— Task —
In the entries that follow, how many lines contain the word "width"? Answer with the number only.

(Stored data)
◆ ◆ ◆ ◆ ◆ ◆ ◆
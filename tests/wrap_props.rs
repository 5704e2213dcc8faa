use gotab::emit::wrap_comment;
use proptest::prelude::*;

proptest! {
    #![proptest_config(ProptestConfig {
        cases: 256,
        .. ProptestConfig::default()
    })]

    #[test]
    fn lines_fit_and_keep_every_word(words in prop::collection::vec("[a-zA-Z.]{1,30}", 0..40), width in 20usize..100) {
        let text = words.join(" ");
        let wrapped = wrap_comment(&text, width);

        let mut seen = Vec::new();
        for line in wrapped.lines() {
            prop_assert!(line.starts_with("//"), "line without marker: {line:?}");
            let line_words: Vec<&str> = line[2..].split_whitespace().collect();
            prop_assert!(
                line.len() <= width || line_words.len() == 1,
                "overlong line {line:?} for width {width}"
            );
            seen.extend(line_words.into_iter().map(str::to_owned));
        }
        prop_assert_eq!(seen, words);
    }
}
◆ ◆ ◆ ◆ ◆ ◆ ◆
— Answer for the task —
4